I felt as though I was back at the hospital. I was in some white room again. I frowned as I realized that I was sitting in a white bed again. I thought I left the hospital…

I tried to recall my memory back, but all that came up was blank. The last I remembered was my dad talking to me. Then I had a flitter of a memory of where I was running with some black cloud chasing me. I felt like that memory was crucial, but my brain wouldn’t give me more. The more I searched my head, the more my head started to ache. I sighed and rubbed my temples. Well tried.

I realized that my hands were strapped into these metal wrist holders. I tried yanking my hands upwards several times but the holders would not come off or even budge a little bit.

I was starting to feel a feeling of hopelessness. I tried looking for anything to help me, or anybody. The room was empty. I felt empty.

The doors opened.

I stared at nothing.

Beyond the doors, were more white walls and floors? It was so white that it was hard to tell that it was a hallway outside of the door. The only indication I had that it was a hallway was that at the end of it was a shiny black door.
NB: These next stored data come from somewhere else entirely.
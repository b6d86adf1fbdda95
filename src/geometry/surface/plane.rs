use crate::error::{KernelError, Result};
use crate::math::{self, Point3, Vector3, TOLERANCE};

use super::{Surface, SurfaceDomain};

/// An infinite plane in 3D space.
///
/// Defined by an origin point, and two orthogonal direction vectors
/// (`u_dir`, `v_dir`). The normal is `u_dir × v_dir`.
///
/// Parametric form: `P(u, v) = origin + u * u_dir + v * v_dir`.
#[derive(Debug, Clone, PartialEq)]
pub struct Plane {
    origin: Point3,
    u_dir: Vector3,
    v_dir: Vector3,
    normal: Vector3,
}

impl Plane {
    /// Creates a new plane from an origin and two direction vectors.
    ///
    /// # Errors
    ///
    /// Returns an error if the direction vectors are zero-length
    /// or parallel (degenerate plane).
    pub fn new(origin: Point3, u_dir: Vector3, v_dir: Vector3) -> Result<Self> {
        let u_len = u_dir.norm();
        if u_len < TOLERANCE {
            return Err(KernelError::ZeroVector.into());
        }
        let u_dir = u_dir / u_len;

        let normal = u_dir.cross(&v_dir);
        let normal_len = normal.norm();
        if normal_len < TOLERANCE {
            return Err(KernelError::Degenerate("plane directions are parallel".into()).into());
        }
        let normal = normal / normal_len;
        // re-orthogonalize so that (u, v, n) is a right-handed frame
        let v_dir = normal.cross(&u_dir);

        Ok(Self {
            origin,
            u_dir,
            v_dir,
            normal,
        })
    }

    /// Creates a plane from an origin and a normal vector.
    ///
    /// The U and V directions are computed automatically.
    ///
    /// # Errors
    ///
    /// Returns an error if the normal vector is zero-length.
    pub fn from_normal(origin: Point3, normal: Vector3) -> Result<Self> {
        let len = normal.norm();
        if len < TOLERANCE {
            return Err(KernelError::ZeroVector.into());
        }
        let normal = normal / len;
        let u_dir = math::perpendicular_dir(&normal);
        let v_dir = normal.cross(&u_dir);

        Ok(Self {
            origin,
            u_dir,
            v_dir,
            normal,
        })
    }

    /// Fits a plane through a closed polygon.
    ///
    /// The normal follows the polygon's winding (Newell's method) and the
    /// origin is the vertex centroid. Points of a warped polygon deviate from
    /// the fitted plane; see [`Plane::max_deviation`].
    ///
    /// # Errors
    ///
    /// Returns an error if the polygon is collinear or has fewer than 3 points.
    pub fn fit(points: &[Point3]) -> Result<Self> {
        if points.len() < 3 {
            return Err(KernelError::Degenerate("a plane needs at least 3 points".into()).into());
        }
        let normal = math::newell_normal(points);
        let scale = points
            .iter()
            .map(|p| (p - points[0]).norm())
            .fold(0.0_f64, f64::max);
        if normal.norm() < TOLERANCE * scale.max(1.0) {
            return Err(KernelError::Degenerate("polygon is collinear".into()).into());
        }
        Self::from_normal(math::centroid(points), normal)
    }

    /// Returns the origin point of the plane.
    #[must_use]
    pub fn origin(&self) -> &Point3 {
        &self.origin
    }

    /// Returns the U direction vector.
    #[must_use]
    pub fn u_dir(&self) -> &Vector3 {
        &self.u_dir
    }

    /// Returns the V direction vector.
    #[must_use]
    pub fn v_dir(&self) -> &Vector3 {
        &self.v_dir
    }

    /// Returns the normal vector of the plane.
    #[must_use]
    pub fn plane_normal(&self) -> &Vector3 {
        &self.normal
    }

    /// Signed distance of a point from the plane along its normal.
    #[must_use]
    pub fn signed_distance(&self, point: &Point3) -> f64 {
        (point - self.origin).dot(&self.normal)
    }

    /// Largest absolute distance of any point from the plane.
    #[must_use]
    pub fn max_deviation(&self, points: &[Point3]) -> f64 {
        points
            .iter()
            .map(|p| self.signed_distance(p).abs())
            .fold(0.0, f64::max)
    }

    /// Projects a point into the plane's `(u, v)` coordinates.
    #[must_use]
    pub fn project(&self, point: &Point3) -> (f64, f64) {
        let d = point - self.origin;
        (d.dot(&self.u_dir), d.dot(&self.v_dir))
    }
}

impl Surface for Plane {
    fn evaluate(&self, u: f64, v: f64) -> Result<Point3> {
        Ok(self.origin + self.u_dir * u + self.v_dir * v)
    }

    fn normal(&self, _u: f64, _v: f64) -> Result<Vector3> {
        Ok(self.normal)
    }

    fn domain(&self) -> SurfaceDomain {
        SurfaceDomain::new(f64::NEG_INFINITY, f64::INFINITY, f64::NEG_INFINITY, f64::INFINITY)
    }
}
The black door was stark in contrast to the rest of the white surrounding it. It was as if that black door was the beacon of hope in all this white. I found that weird. Usually it would be the person surrounded in black, and the white door is the beacon of hope.

For some reason, it was opposite. I couldn’t understand why. I mean it has to be some big key to why I am here or what is happening. Or maybe I was just making a big deal out nothing. I was trying to convince myself that was the case when I heard voices.

My head shot up.

They were soft whisperings at first, but then I could feel it growing louder and louder until it felt like these voices were everywhere, beside my bed, behind my bed, above my head, to my left, and to my right. There was nobody though. It was all white.

I started to freak out.

The voices continued.

My panic rose. The voices got louder. Worse thing was, I had exactly no clue what they were saying. It sounded like some old ancient language.

Then I started screaming and yanking furiously at my bonds just wanting to get the hell over to that wonderful black door. I have never loved black this much before.

The voices abruptly stopped.

I was panting and making whimpering noises. They’re going to eat me! It’s just like some horror film! I’m dead, I’m screwed, I’m dead, and I’m-

Miserae Est timidus!

This one lone voice sounded. I still stared around me not seeing anybody or anything. The voice sound peaceful and kind and pitiful for me, I think. Least, I hoped it was pity…

Bonum sequeretur, frater. 

This one sounded deeper and upset with someone, but in control. Now I was just listening, I didn’t feel very frightened anymore.